Мы можем еще больше увеличить максимальный размер банка памяти, если будем запускать систему медленнее, поскольку это увеличит радиус, в пределах которого задержки сигнала будут приемлемыми. Если мы живем в виртуальной реальности и замедляем ее в той же степени, в какой замедляется наш разум, мы не заметим никакой разницы.
И наоборот, конечно, если мы будем настаивать на более высокой субъективной скорости, чем скорость биологического мозга, то максимальный размер интегрированного разума соответственно уменьшится. Например, если мы ускоримся в три миллиона раз или около того, то вернемся к мозгу, который может поместиться в нашем нынешнем черепе, хотя он все равно будет иметь на порядки больше долгосрочной памяти, чем современный мозг, за счет использования более оптимальных вычислительных и запоминающих субстратов. (Такому высокоскоростному мозгу также потребуется мощная система активного охлаждения, если только он не будет реализован почти полностью с использованием обратимых вычислений).
Вместо того чтобы оптимизировать жизнь, как можно дольше используя наш нынешний разум, мы можем предпочесть сделать сечения нашей ментальной жизни больше и сложнее. Каждая секунда субъективной жизни потребует большего количества вычислений, а воспоминания такого расширенного разума также будут занимать больше места в памяти. Таким образом, эта цель противостоит долголетию. Мы можем стать большими и умереть молодыми, или остаться маленькими и жить долго. Возможно, мы захотим сделать и то, и другое - жить на порядки дольше и иметь разум на порядки более емкий - и это будет осуществимо для людей в технологически развитой цивилизации.
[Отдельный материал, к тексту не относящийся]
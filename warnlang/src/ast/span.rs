//! Source location tracking

use serde::{Deserialize, Serialize};

/// Columns a tab advances the diagnostic cursor by
pub const TAB_WIDTH: usize = 2;

/// A span in the source code (byte offsets)
#[derive(Debug, Clone, Copy, PartialEq, Eq, Serialize, Deserialize)]
pub struct Span {
    pub start: usize,
    pub end: usize,
}

impl Span {
    pub fn new(start: usize, end: usize) -> Self {
        Self { start, end }
    }

    pub fn merge(self, other: Span) -> Span {
        Span {
            start: self.start.min(other.start),
            end: self.end.max(other.end),
        }
    }

    /// One-byte span directly after this one
    pub fn after(self) -> Span {
        Span::new(self.end, self.end + 1)
    }
}

impl std::fmt::Display for Span {
    fn fmt(&self, f: &mut std::fmt::Formatter<'_>) -> std::fmt::Result {
        write!(f, "{}..{}", self.start, self.end)
    }
}

impl From<Span> for std::ops::Range<usize> {
    fn from(span: Span) -> Self {
        span.start..span.end
    }
}

impl From<std::ops::Range<usize>> for Span {
    fn from(range: std::ops::Range<usize>) -> Self {
        Span::new(range.start, range.end)
    }
}

/// A value with source location
#[derive(Debug, Clone, PartialEq, Serialize, Deserialize)]
pub struct Spanned<T> {
    pub node: T,
    pub span: Span,
}

impl<T> Spanned<T> {
    pub fn new(node: T, span: Span) -> Self {
        Self { node, span }
    }
}

/// Human-facing source position, both fields 1-based
#[derive(Debug, Clone, Copy, PartialEq, Eq, Serialize, Deserialize)]
pub struct Position {
    pub line: usize,
    pub column: usize,
}

impl std::fmt::Display for Position {
    fn fmt(&self, f: &mut std::fmt::Formatter<'_>) -> std::fmt::Result {
        write!(f, "{}:{}", self.line, self.column)
    }
}

/// Maps byte offsets to line/column positions.
///
/// Columns count characters, except that a tab advances the column by
/// [`TAB_WIDTH`].
#[derive(Debug, Clone)]
pub struct LineIndex<'a> {
    source: &'a str,
    line_starts: Vec<usize>,
}

impl<'a> LineIndex<'a> {
    pub fn new(source: &'a str) -> Self {
        let line_starts = std::iter::once(0)
            .chain(source.match_indices('\n').map(|(i, _)| i + 1))
            .collect();
        LineIndex { source, line_starts }
    }

    /// Position of a byte offset; offsets past the end clamp to the end
    pub fn position(&self, offset: usize) -> Position {
        let offset = self.clamp(offset);
        let line = self.line_starts.partition_point(|&start| start <= offset);
        let line_start = self.line_starts[line - 1];
        let column = 1 + display_width(&self.source[line_start..offset]);
        Position { line, column }
    }

    /// Text of a 1-based line, without its newline
    pub fn line_text(&self, line: usize) -> &'a str {
        let Some(&start) = self.line_starts.get(line.saturating_sub(1)) else {
            return "";
        };
        let end = self
            .line_starts
            .get(line)
            .map_or(self.source.len(), |next| next - 1);
        self.source[start..end].trim_end_matches('\r')
    }

    fn clamp(&self, offset: usize) -> usize {
        let mut offset = offset.min(self.source.len());
        while !self.source.is_char_boundary(offset) {
            offset -= 1;
        }
        offset
    }
}

/// Column width of a run of text on one line
pub fn display_width(text: &str) -> usize {
    text.chars()
        .map(|c| if c == '\t' { TAB_WIDTH } else { 1 })
        .sum()
}

#[cfg(test)]
mod tests {
    use super::*;

    // ====================================================================
    // Span tests
    // ====================================================================

    #[test]
    fn test_span_merge_non_overlapping() {
        let merged = Span::new(0, 5).merge(Span::new(10, 15));
        assert_eq!(merged, Span::new(0, 15));
    }

    #[test]
    fn test_span_merge_commutative() {
        let a = Span::new(10, 20);
        let b = Span::new(5, 15);
        assert_eq!(a.merge(b), b.merge(a));
    }

    #[test]
    fn test_span_after() {
        assert_eq!(Span::new(3, 7).after(), Span::new(7, 8));
    }

    #[test]
    fn test_span_display() {
        assert_eq!(format!("{}", Span::new(42, 99)), "42..99");
    }

    #[test]
    fn test_span_range_conversions() {
        let span = Span::from(3..7);
        assert_eq!(span, Span::new(3, 7));
        assert_eq!(std::ops::Range::from(span), 3..7);
    }

    // ====================================================================
    // LineIndex tests
    // ====================================================================

    #[test]
    fn test_position_first_line() {
        let index = LineIndex::new("i64 x = 1;");
        assert_eq!(index.position(0), Position { line: 1, column: 1 });
        assert_eq!(index.position(4), Position { line: 1, column: 5 });
    }

    #[test]
    fn test_position_after_newline() {
        let index = LineIndex::new("a;\nbb;\nc;");
        assert_eq!(index.position(3), Position { line: 2, column: 1 });
        assert_eq!(index.position(4), Position { line: 2, column: 2 });
        assert_eq!(index.position(7), Position { line: 3, column: 1 });
    }

    #[test]
    fn test_position_tab_counts_two_columns() {
        let index = LineIndex::new("\tx;");
        assert_eq!(index.position(1), Position { line: 1, column: 3 });
    }

    #[test]
    fn test_position_past_end_clamps() {
        let index = LineIndex::new("ab");
        assert_eq!(index.position(100), Position { line: 1, column: 3 });
    }

    #[test]
    fn test_position_multibyte_boundary() {
        // 'é' is two bytes; offset 1 falls inside it
        let index = LineIndex::new("é;");
        assert_eq!(index.position(1), Position { line: 1, column: 1 });
        assert_eq!(index.position(2), Position { line: 1, column: 2 });
    }

    #[test]
    fn test_line_text() {
        let index = LineIndex::new("first;\r\nsecond;\nthird;");
        assert_eq!(index.line_text(1), "first;");
        assert_eq!(index.line_text(2), "second;");
        assert_eq!(index.line_text(3), "third;");
        assert_eq!(index.line_text(9), "");
    }
}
Все становится еще более проблематичным, когда у нас появляется потребность в развитии и росте, выходящая за рамки простого линейного накопления постоянного объема жизненных воспоминаний и двигательных навыков.
Сколько еще может быть онтологических землетрясений, равных открытию того, что у вас есть тело или что другие люди существуют? Если быть скромным, то можно предположить, что количество таких фундаментальных истин, о которых мы не знаем, превышает количество тех, которые нам известны. И все же, неужели мы думаем, что таких просветлений осталось сотня?
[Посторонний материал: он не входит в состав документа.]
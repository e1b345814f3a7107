//! Recursive-descent parser

use crate::ast::{BinOp, Expr, IfCase, NumberLit, Program, Span, Spanned, UnOp, UpdateOp, Width};
use crate::error::{Error, Result};
use crate::lexer::Token;
use crate::{STACK_GROW_SIZE, STACK_RED_ZONE};


/// Message used when a comparison-level operand is missing entirely
const EXPECTED_OPERAND: &str =
    "Expected int, float, identifier, `+`, `-`, `++`, `--`, `!` or `(`";

static EOF: (Token, Span) = (Token::Eof, Span { start: 0, end: 0 });

/// Parse tokens into AST
#[tracing::instrument(level = "debug", skip_all, fields(tokens = tokens.len()))]
pub fn parse(tokens: &[(Token, Span)]) -> Result<Program> {
    let mut parser = Parser::new(tokens);
    let stmts = parser.statement_list(false)?;
    tracing::debug!(statements = stmts.len(), "parsed");
    Ok(Program { stmts })
}

struct Parser<'a> {
    tokens: &'a [(Token, Span)],
    pos: usize,
}

impl<'a> Parser<'a> {
    fn new(tokens: &'a [(Token, Span)]) -> Self {
        Parser { tokens, pos: 0 }
    }

    // ====================================================================
    // Cursor
    // ====================================================================

    fn current(&self) -> &'a (Token, Span) {
        self.tokens
            .get(self.pos)
            .or_else(|| self.tokens.last())
            .unwrap_or(&EOF)
    }

    fn peek(&self) -> &'a Token {
        &self.current().0
    }

    fn peek_nth(&self, n: usize) -> &'a Token {
        self.tokens.get(self.pos + n).map_or(&EOF.0, |(t, _)| t)
    }

    fn span(&self) -> Span {
        self.current().1
    }

    fn advance(&mut self) -> &'a (Token, Span) {
        let token = self.current();
        if self.pos < self.tokens.len() {
            self.pos += 1;
        }
        token
    }

    fn check(&self, token: &Token) -> bool {
        self.peek() == token
    }

    fn eat(&mut self, token: &Token) -> bool {
        if self.check(token) {
            self.advance();
            true
        } else {
            false
        }
    }

    fn expect(&mut self, token: &Token, message: &str) -> Result<Span> {
        if self.check(token) {
            Ok(self.advance().1)
        } else {
            Err(Error::syntax(message, self.span()))
        }
    }

    fn ident(&mut self, message: &str) -> Result<Spanned<String>> {
        match self.current() {
            (Token::Ident(name), span) => {
                self.advance();
                Ok(Spanned::new(name.clone(), *span))
            }
            (_, span) => Err(Error::syntax(message, *span)),
        }
    }

    // ====================================================================
    // Statements
    // ====================================================================

    fn statement_list(&mut self, in_block: bool) -> Result<Vec<Spanned<Expr>>> {
        let mut stmts = Vec::new();
        loop {
            match self.peek() {
                Token::Eof => break,
                Token::RBrace if in_block => break,
                Token::RBrace => {
                    return Err(Error::syntax(
                        "Unexpected `}` outside of a block",
                        self.span(),
                    ));
                }
                _ => {}
            }

            let stmt = self.statement()?;
            if stmt.node.is_block_terminated() {
                self.eat(&Token::Semi);
            } else if !self.eat(&Token::Semi) {
                return Err(Error::missing_terminator(stmt.span.after()));
            }
            stmts.push(stmt);
        }
        Ok(stmts)
    }

    fn statement(&mut self) -> Result<Spanned<Expr>> {
        match self.peek() {
            Token::If => self.if_chain(),
            Token::While => self.while_loop(),
            Token::For => self.for_loop(),
            Token::Incr | Token::Decr | Token::Mult | Token::Div => self.update(),
            Token::Ty(width) => self.declaration(*width),
            Token::Ident(_) if matches!(self.peek_nth(1), Token::PlusEq | Token::MinusEq) => {
                self.update_sugar()
            }
            _ => self.expr(),
        }
    }

    /// `<width> [const] <ident> = <expr>`
    fn declaration(&mut self, width: Width) -> Result<Spanned<Expr>> {
        let start = self.advance().1;
        let is_const = self.eat(&Token::Const);
        let name = self.ident("Expected identifier")?;
        self.expect(&Token::Eq, "Expected '='")?;
        let mut value = self.expr()?;
        annotate_width(&mut value.node, width);
        let span = start.merge(value.span);
        Ok(Spanned::new(
            Expr::Bind {
                name,
                width,
                is_const,
                value: Box::new(value),
            },
            span,
        ))
    }

    /// `incr|decr|mult|div <ident> by <expr>`
    fn update(&mut self) -> Result<Spanned<Expr>> {
        let (keyword, start) = self.advance();
        let op = match keyword {
            Token::Incr => UpdateOp::Incr,
            Token::Decr => UpdateOp::Decr,
            Token::Mult => UpdateOp::Mult,
            _ => UpdateOp::Div,
        };
        let target = self.ident("Expected identifier")?;
        self.expect(&Token::By, "Expected `by` keyword")?;
        let amount = self.expr()?;
        let span = start.merge(amount.span);
        Ok(Spanned::new(
            Expr::Update {
                op,
                target,
                amount: Box::new(amount),
            },
            span,
        ))
    }

    /// `<ident> += <expr>` / `<ident> -= <expr>`
    fn update_sugar(&mut self) -> Result<Spanned<Expr>> {
        let target = self.ident("Expected identifier")?;
        let op = match self.advance().0 {
            Token::PlusEq => UpdateOp::Incr,
            _ => UpdateOp::Decr,
        };
        let amount = self.expr()?;
        let span = target.span.merge(amount.span);
        Ok(Spanned::new(
            Expr::Update {
                op,
                target,
                amount: Box::new(amount),
            },
            span,
        ))
    }

    fn if_chain(&mut self) -> Result<Spanned<Expr>> {
        let start = self.advance().1;
        let mut cases = Vec::new();

        let cond = self.expr()?;
        let body = self.block()?;
        let mut end = body.span;
        cases.push(IfCase { cond, body });

        while self.eat(&Token::Elif) {
            let cond = self.expr()?;
            let body = self.block()?;
            end = body.span;
            cases.push(IfCase { cond, body });
        }

        let else_branch = if self.eat(&Token::Else) {
            let body = self.block()?;
            end = body.span;
            Some(Box::new(body))
        } else {
            None
        };

        Ok(Spanned::new(
            Expr::If { cases, else_branch },
            start.merge(end),
        ))
    }

    fn while_loop(&mut self) -> Result<Spanned<Expr>> {
        let start = self.advance().1;
        let cond = self.expr()?;
        let body = self.block()?;
        let span = start.merge(body.span);
        Ok(Spanned::new(
            Expr::While {
                cond: Box::new(cond),
                body: Box::new(body),
            },
            span,
        ))
    }

    /// `for <ident> in <start>...<end> [step <step>] { ... }`
    fn for_loop(&mut self) -> Result<Spanned<Expr>> {
        let start_span = self.advance().1;
        let var = self.ident("Expected identifier")?;
        self.expect(&Token::In, "Expected `in` keyword")?;
        let start = self.additive()?;
        self.expect(&Token::DotDotDot, "Expected `...`")?;
        let end = self.additive()?;
        let step = if self.eat(&Token::Step) {
            Some(Box::new(self.additive()?))
        } else {
            None
        };
        let body = self.block()?;
        let span = start_span.merge(body.span);
        Ok(Spanned::new(
            Expr::For {
                var,
                start: Box::new(start),
                end: Box::new(end),
                step,
                body: Box::new(body),
            },
            span,
        ))
    }

    fn block(&mut self) -> Result<Spanned<Expr>> {
        let open = self.expect(&Token::LBrace, "Expected `{`")?;
        let stmts = self.statement_list(true)?;
        let close = self.expect(&Token::RBrace, "Expected `}`")?;
        Ok(Spanned::new(Expr::Block(stmts), open.merge(close)))
    }

    // ====================================================================
    // Expressions, loosest to tightest
    // ====================================================================

    fn expr(&mut self) -> Result<Spanned<Expr>> {
        stacker::maybe_grow(STACK_RED_ZONE, STACK_GROW_SIZE, || self.logical())
    }

    fn logical(&mut self) -> Result<Spanned<Expr>> {
        let mut left = self.comparison()?;
        loop {
            let op = match self.peek() {
                Token::AndAnd => BinOp::And,
                Token::OrOr => BinOp::Or,
                _ => break,
            };
            self.advance();
            let right = self.comparison()?;
            left = binary(left, op, right);
        }
        Ok(left)
    }

    /// Comparisons; a failure before any token was consumed reports the
    /// generic missing-operand message
    fn comparison(&mut self) -> Result<Spanned<Expr>> {
        let start = self.pos;
        self.comparison_chain().map_err(|err| {
            if self.pos == start {
                Error::syntax(EXPECTED_OPERAND, err.span())
            } else {
                err
            }
        })
    }

    fn comparison_chain(&mut self) -> Result<Spanned<Expr>> {
        let mut left = self.range()?;
        loop {
            let op = match self.peek() {
                Token::EqEq => BinOp::Eq,
                Token::NotEq => BinOp::Ne,
                Token::Lt => BinOp::Lt,
                Token::LtEq => BinOp::Le,
                Token::Gt => BinOp::Gt,
                Token::GtEq => BinOp::Ge,
                _ => break,
            };
            self.advance();
            let right = self.range()?;
            left = binary(left, op, right);
        }
        Ok(left)
    }

    fn range(&mut self) -> Result<Spanned<Expr>> {
        let start = self.additive()?;
        if !self.eat(&Token::DotDotDot) {
            return Ok(start);
        }
        let end = self.additive()?;
        let span = start.span.merge(end.span);
        Ok(Spanned::new(
            Expr::Range {
                start: Box::new(start),
                end: Box::new(end),
            },
            span,
        ))
    }

    fn additive(&mut self) -> Result<Spanned<Expr>> {
        let mut left = self.multiplicative()?;
        loop {
            let op = match self.peek() {
                Token::Plus => BinOp::Add,
                Token::Minus => BinOp::Sub,
                _ => break,
            };
            self.advance();
            let right = self.multiplicative()?;
            left = binary(left, op, right);
        }
        Ok(left)
    }

    fn multiplicative(&mut self) -> Result<Spanned<Expr>> {
        let mut left = self.power()?;
        loop {
            let op = match self.peek() {
                Token::Star => BinOp::Mul,
                Token::Slash => BinOp::Div,
                _ => break,
            };
            self.advance();
            let right = self.power()?;
            left = binary(left, op, right);
        }
        Ok(left)
    }

    /// `^` is right-associative
    fn power(&mut self) -> Result<Spanned<Expr>> {
        let base = self.unary()?;
        if !self.eat(&Token::Caret) {
            return Ok(base);
        }
        let exponent = stacker::maybe_grow(STACK_RED_ZONE, STACK_GROW_SIZE, || self.power())?;
        Ok(binary(base, BinOp::Pow, exponent))
    }

    fn unary(&mut self) -> Result<Spanned<Expr>> {
        let op = match self.peek() {
            Token::Bang => UnOp::Not,
            Token::Minus => UnOp::Neg,
            Token::Plus => UnOp::Plus,
            Token::PlusPlus | Token::MinusMinus => return self.prefix_step(),
            _ => return self.primary(),
        };
        let start = self.advance().1;
        let operand = stacker::maybe_grow(STACK_RED_ZONE, STACK_GROW_SIZE, || self.unary())?;
        let span = start.merge(operand.span);
        Ok(Spanned::new(
            Expr::Unary {
                op,
                expr: Box::new(operand),
            },
            span,
        ))
    }

    /// `++x` / `--x`
    fn prefix_step(&mut self) -> Result<Spanned<Expr>> {
        let (token, start) = self.advance();
        let increment = *token == Token::PlusPlus;
        let target = self.ident(if increment {
            "Expected identifier after `++`"
        } else {
            "Expected identifier after `--`"
        })?;
        let span = start.merge(target.span);
        let node = if increment {
            Expr::Increment { target, prefix: true }
        } else {
            Expr::Decrement { target, prefix: true }
        };
        Ok(Spanned::new(node, span))
    }

    fn primary(&mut self) -> Result<Spanned<Expr>> {
        let (token, span) = self.current();
        match token {
            Token::Number(raw) => {
                self.advance();
                Ok(Spanned::new(Expr::Number(NumberLit::new(*raw)), *span))
            }
            Token::Ident(name) => {
                self.advance();
                let target = Spanned::new(name.clone(), *span);
                match self.peek() {
                    Token::PlusPlus => {
                        let end = self.advance().1;
                        Ok(Spanned::new(
                            Expr::Increment { target, prefix: false },
                            span.merge(end),
                        ))
                    }
                    Token::MinusMinus => {
                        let end = self.advance().1;
                        Ok(Spanned::new(
                            Expr::Decrement { target, prefix: false },
                            span.merge(end),
                        ))
                    }
                    _ => Ok(Spanned::new(Expr::Var(name.clone()), *span)),
                }
            }
            Token::LParen => {
                self.advance();
                let inner = self.expr()?;
                let close = self.expect(&Token::RParen, "Expected ')'")?;
                Ok(Spanned::new(inner.node, span.merge(close)))
            }
            _ => Err(Error::syntax("Expected int, float or identifier", *span)),
        }
    }
}

fn binary(left: Spanned<Expr>, op: BinOp, right: Spanned<Expr>) -> Spanned<Expr> {
    let span = left.span.merge(right.span);
    Spanned::new(
        Expr::Binary {
            left: Box::new(left),
            op,
            right: Box::new(right),
        },
        span,
    )
}

/// A declaration's width applies to a bare literal or one under a unary op
fn annotate_width(value: &mut Expr, width: Width) {
    match value {
        Expr::Number(lit) => lit.width = Some(width),
        Expr::Unary { expr, .. } => {
            if let Expr::Number(lit) = &mut expr.node {
                lit.width = Some(width);
            }
        }
        _ => {}
    }
}
//! warning-lang interpreter library
//!
//! A small statement language over fixed-width integers and floats, run by a
//! four-stage pipeline: scan, parse, check ranges, evaluate.

pub mod ast;
pub mod error;
pub mod interp;
pub mod lexer;
pub mod parser;
pub mod repl;
pub mod types;

pub use ast::Span;
pub use error::{Diagnostic, Error, Result};
pub use interp::{Output, Scope, Value};

use interp::Interpreter;

/// Context name of the outermost scope, shown in tracebacks
pub const PROGRAM_CONTEXT: &str = "<program>";

/// Stack growth parameters for deeply nested programs
pub(crate) const STACK_RED_ZONE: usize = 128 * 1024; // 128KB remaining triggers growth
pub(crate) const STACK_GROW_SIZE: usize = 4 * 1024 * 1024; // Grow by 4MB each time

/// Outputs of every top-level statement, or the first error
pub type PipelineResult = std::result::Result<Vec<Output>, Diagnostic>;

/// Scan, parse and evaluate `source` in a fresh root scope
#[tracing::instrument(level = "debug", skip(source))]
pub fn run(source_name: &str, source: &str) -> PipelineResult {
    let mut scope = Scope::root(PROGRAM_CONTEXT);
    execute(source, &mut scope, &mut Interpreter::new())
        .map_err(|err| Diagnostic::new(err, source_name, source))
}

fn execute(source: &str, scope: &mut Scope<'_>, interpreter: &mut Interpreter) -> Result<Vec<Output>> {
    let tokens = lexer::tokenize(source)?;
    let program = parser::parse(&tokens)?;
    Ok(interpreter.run_program(&program, scope)?)
}

/// Runs successive inputs against one persistent root scope
#[derive(Debug)]
pub struct Session {
    scope: Scope<'static>,
    interpreter: Interpreter,
}

impl Session {
    pub fn new() -> Self {
        Session {
            scope: Scope::root(PROGRAM_CONTEXT),
            interpreter: Interpreter::new(),
        }
    }

    /// Run one input; bindings made by earlier inputs stay visible.
    ///
    /// A failing input keeps whatever bindings it made before the error.
    pub fn run_line(&mut self, source_name: &str, source: &str) -> PipelineResult {
        execute(source, &mut self.scope, &mut self.interpreter)
            .map_err(|err| Diagnostic::new(err, source_name, source))
    }

    pub fn scope(&self) -> &Scope<'static> {
        &self.scope
    }

    /// Forget every binding made so far
    pub fn reset(&mut self) {
        self.scope.reset();
    }
}

impl Default for Session {
    fn default() -> Self {
        Self::new()
    }
}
Если понимание - это сжатие, то существует верхняя граница того, насколько хорошо можно понять определенный набор фактов: конечная строка битов может быть сжата только до такой степени. Чтобы получить больше возможностей для сжатия - при условии, что мы не хотим стирать уже полученные знания, - нам нужно продолжать накапливать данные. В долгосрочной перспективе объем данных, которые мы можем получать и хранить, растет в лучшем случае линейно по отношению к материальным ресурсам. Таким образом, мы можем продолжать сжимать данные с постоянной или даже полиномиально возрастающей скоростью, пока наша цивилизация не перестанет расширяться.
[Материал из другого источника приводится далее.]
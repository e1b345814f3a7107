//! REPL (Read-Eval-Print Loop) for warning-lang

use crate::interp::Output;
use crate::Session;
use rustyline::error::ReadlineError;
use rustyline::{DefaultEditor, Result as RlResult};
use std::path::PathBuf;

const PROMPT: &str = "warning-lang> ";
const HISTORY_FILE: &str = ".warnlang_history";
const SOURCE_NAME: &str = "<stdin>";

/// What to do after a line of input
#[derive(Debug, PartialEq, Eq)]
enum Action {
    Continue,
    Quit,
}

/// REPL state
pub struct Repl {
    editor: DefaultEditor,
    session: Session,
    history_path: Option<PathBuf>,
}

impl Repl {
    /// Create a new REPL
    pub fn new() -> RlResult<Self> {
        let editor = DefaultEditor::new()?;

        // Try to find history file in home directory
        let history_path = dirs_home().map(|h| h.join(HISTORY_FILE));

        let mut repl = Repl {
            editor,
            session: Session::new(),
            history_path,
        };

        if let Some(ref path) = repl.history_path
            && let Err(err) = repl.editor.load_history(path)
        {
            tracing::debug!(%err, path = %path.display(), "no history loaded");
        }

        Ok(repl)
    }

    fn record_history(&mut self, line: &str) {
        if let Err(err) = self.editor.add_history_entry(line) {
            tracing::warn!(%err, "failed to record history entry");
        }
    }

    /// Run the REPL
    pub fn run(&mut self) -> RlResult<()> {
        println!("warning-lang {}", env!("CARGO_PKG_VERSION"));
        println!("Type :help for help, :quit to exit.\n");

        loop {
            match self.editor.readline(PROMPT) {
                Ok(line) => {
                    let line = line.trim();
                    if line.is_empty() {
                        continue;
                    }

                    self.record_history(line);

                    if self.handle_line(line) == Action::Quit {
                        break;
                    }
                }
                Err(ReadlineError::Interrupted) => {
                    println!("^C");
                    continue;
                }
                Err(ReadlineError::Eof) => {
                    println!("Goodbye!");
                    break;
                }
                Err(err) => {
                    eprintln!("Error: {err}");
                    break;
                }
            }
        }

        if let Some(ref path) = self.history_path
            && let Err(err) = self.editor.save_history(path)
        {
            tracing::warn!(%err, path = %path.display(), "failed to save history");
        }

        Ok(())
    }

    fn handle_line(&mut self, line: &str) -> Action {
        if line == "exit" || line.starts_with(':') {
            return self.handle_command(line);
        }
        match self.session.run_line(SOURCE_NAME, line) {
            Ok(outputs) => {
                for output in outputs.iter().filter(|o| **o != Output::Empty) {
                    println!("{output}");
                }
            }
            Err(diagnostic) => eprint!("{diagnostic}"),
        }
        Action::Continue
    }

    /// Handle REPL commands (starting with :)
    fn handle_command(&mut self, cmd: &str) -> Action {
        match cmd {
            ":quit" | ":q" | ":exit" | "exit" => {
                println!("Goodbye!");
                return Action::Quit;
            }
            ":help" | ":h" | ":?" => self.print_help(),
            ":clear" => print!("\x1B[2J\x1B[1;1H"),
            ":vars" => {
                for (name, binding) in self.session.scope().bindings() {
                    let marker = if binding.is_const { " const" } else { "" };
                    println!("  {name}{marker} = {}", binding.value);
                }
            }
            ":reset" => {
                self.session.reset();
                println!("Bindings cleared.");
            }
            _ => {
                println!("Unknown command: {cmd}");
                println!("Type :help for help.");
            }
        }
        Action::Continue
    }

    /// Print help message
    fn print_help(&self) {
        println!("warning-lang REPL Commands:");
        println!("  :help, :h, :?   Show this help");
        println!("  :quit, :q, exit Exit the REPL");
        println!("  :clear          Clear the screen");
        println!("  :vars           List bindings");
        println!("  :reset          Forget all bindings");
        println!();
        println!("You can enter:");
        println!("  - Declarations: i32 x = 5;  u8 const limit = 200;");
        println!("  - Expressions: x * 2 + 1;");
        println!("  - Updates: x++;  incr x by 3;  div x by 2;");
        println!("  - Control flow: if x > 3 {{ x; }} else {{ 0; }}");
        println!("  - Loops: for i in 0...5 {{ i; }}  while x > 0 {{ x--; }}");
    }
}

/// Get home directory
fn dirs_home() -> Option<PathBuf> {
    #[cfg(windows)]
    {
        std::env::var("USERPROFILE").ok().map(PathBuf::from)
    }
    #[cfg(not(windows))]
    {
        std::env::var("HOME").ok().map(PathBuf::from)
    }
}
Но, предположительно, важно не только то, насколько сильно мы сжимаем данные, но и то, что и как мы сжимаем. Например, предположим, что наш поток данных состоит из измерений положения и молекулярного состава астрономических тел, с которыми мы сталкиваемся по мере того, как все дальше и дальше уходим во Вселенную. Несомненно, в этих данных много микроскопических и мезоскопических структур, а значит, есть возможности для поиска локальных закономерностей, которые позволят нам более компактно представить исходный набор данных, используя меньшее количество битов. Но почему-то когнитивная работа, связанная с этим, кажется не очень интересной. Информация и закономерности, которые мы будем продолжать открывать таким образом, в конечном итоге будут иметь лишь локальное значение: они будут все меньше и меньше говорить нам о том, что верно в других местах, чего мы еще не знали, и перестанут открывать какие-либо новые общие истины или более глубокие уровни объяснения. В этот момент (если вернуться к аналогии с Шекспиром) мы бы уже давно перестали изучать персонажей и сюжеты, а дошли бы до того, что потратили бы миллионы лет на то, чтобы со все возрастающей точностью каталогизировать, как именно переплетаются все волокна на каждой странице фолиантов, а затем и точные молекулярные формы каждого такого волокна, и самым захватывающим событием в исследовательской лаборатории за данный десятилетний период (предупреждение о спойлерах) может стать то, что однажды на рукопись упадет новое пятнышко пыли.
Я подозреваю, что нечто подобное в конце концов произойдет и с нашим исследованием математических закономерностей, хотя это может занять больше времени. Конечно, их можно открыть бесконечно много, установить бесконечно много истин, требующих произвольно сложных доказательств. Но сколько среди них действительно глубоких и фундаментальных? Сколько результатов такого же уровня глубины, как, скажем, теоремы Кантора или Гёделя? Я бы предположил, что их очень мало.